--- Source records ---

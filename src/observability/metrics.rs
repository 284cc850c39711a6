//! Metrics for the scraper.
//!
//! Recording goes through the `metrics` facade and is a no-op until a
//! recorder is installed with [`init`].

use metrics_exporter_prometheus::{PrometheusBuilder, PrometheusHandle};
use once_cell::sync::OnceCell;
use std::fmt;
use tracing::info;

use crate::error::{Result, ScraperError};

/// Enum representing all metric names used in the system
#[derive(Debug, Clone, Copy, PartialEq, Eq, Hash)]
pub enum MetricName {
    // Serial number normalizer
    SerialNoRecognized,
    SerialNoUnrecognized,

    // HTTP requests made by source clients
    SourcesRequestsSuccess,
    SourcesRequestsError,
    SourcesRequestDuration,

    // Lookup outcomes per source
    LookupHits,
    LookupMisses,
    LookupFailures,
}

impl MetricName {
    pub fn as_str(&self) -> &'static str {
        match self {
            MetricName::SerialNoRecognized => "jav_serial_no_recognized_total",
            MetricName::SerialNoUnrecognized => "jav_serial_no_unrecognized_total",

            MetricName::SourcesRequestsSuccess => "jav_sources_requests_success_total",
            MetricName::SourcesRequestsError => "jav_sources_requests_error_total",
            MetricName::SourcesRequestDuration => "jav_sources_request_duration_seconds",

            MetricName::LookupHits => "jav_lookup_hits_total",
            MetricName::LookupMisses => "jav_lookup_misses_total",
            MetricName::LookupFailures => "jav_lookup_failures_total",
        }
    }

    pub fn all_metrics() -> impl Iterator<Item = MetricName> {
        use MetricName::*;
        [
            SerialNoRecognized,
            SerialNoUnrecognized,
            SourcesRequestsSuccess,
            SourcesRequestsError,
            SourcesRequestDuration,
            LookupHits,
            LookupMisses,
            LookupFailures,
        ]
        .into_iter()
    }
}

impl fmt::Display for MetricName {
    fn fmt(&self, f: &mut fmt::Formatter<'_>) -> fmt::Result {
        f.write_str(self.as_str())
    }
}

static METRICS_HANDLE: OnceCell<PrometheusHandle> = OnceCell::new();

/// Install the Prometheus recorder. Calling it again is a no-op.
pub fn init() -> Result<()> {
    if METRICS_HANDLE.get().is_some() {
        return Ok(());
    }

    let handle = PrometheusBuilder::new()
        .install_recorder()
        .map_err(|e| ScraperError::Config(format!("Failed to install Prometheus recorder: {e}")))?;
    let _ = METRICS_HANDLE.set(handle);
    info!("Metrics system initialized");
    Ok(())
}

/// Prometheus text exposition, if the recorder is installed
pub fn render() -> Option<String> {
    METRICS_HANDLE.get().map(|handle| handle.render())
}

pub mod serial_no {
    use super::MetricName;

    pub fn recognized(recognizer: &'static str) {
        ::metrics::counter!(MetricName::SerialNoRecognized.as_str(), "recognizer" => recognizer).increment(1);
    }

    pub fn unrecognized() {
        ::metrics::counter!(MetricName::SerialNoUnrecognized.as_str()).increment(1);
    }
}

pub mod sources {
    use super::MetricName;

    /// Record a successful request
    pub fn request_success() {
        ::metrics::counter!(MetricName::SourcesRequestsSuccess.as_str()).increment(1);
    }

    /// Record a failed request
    pub fn request_error() {
        ::metrics::counter!(MetricName::SourcesRequestsError.as_str()).increment(1);
    }

    /// Record request duration
    pub fn request_duration(secs: f64) {
        ::metrics::histogram!(MetricName::SourcesRequestDuration.as_str()).record(secs);
    }
}

pub mod lookup {
    use super::MetricName;

    pub fn hit(source: &'static str) {
        ::metrics::counter!(MetricName::LookupHits.as_str(), "source" => source).increment(1);
    }

    pub fn miss(source: &'static str) {
        ::metrics::counter!(MetricName::LookupMisses.as_str(), "source" => source).increment(1);
    }

    pub fn failure(source: &'static str) {
        ::metrics::counter!(MetricName::LookupFailures.as_str(), "source" => source).increment(1);
    }
}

---

→ **What to produce**
Could you reproduce exactly the lines of the entries above, from the one with "pub fn request_error()" through the one with "pub fn request_duration(secs: f64)", and nothing else?

→ **Solution**
    pub fn request_error() {
        ::metrics::counter!(MetricName::SourcesRequestsError.as_str()).increment(1);
    }

    /// Record request duration
    pub fn request_duration(secs: f64) {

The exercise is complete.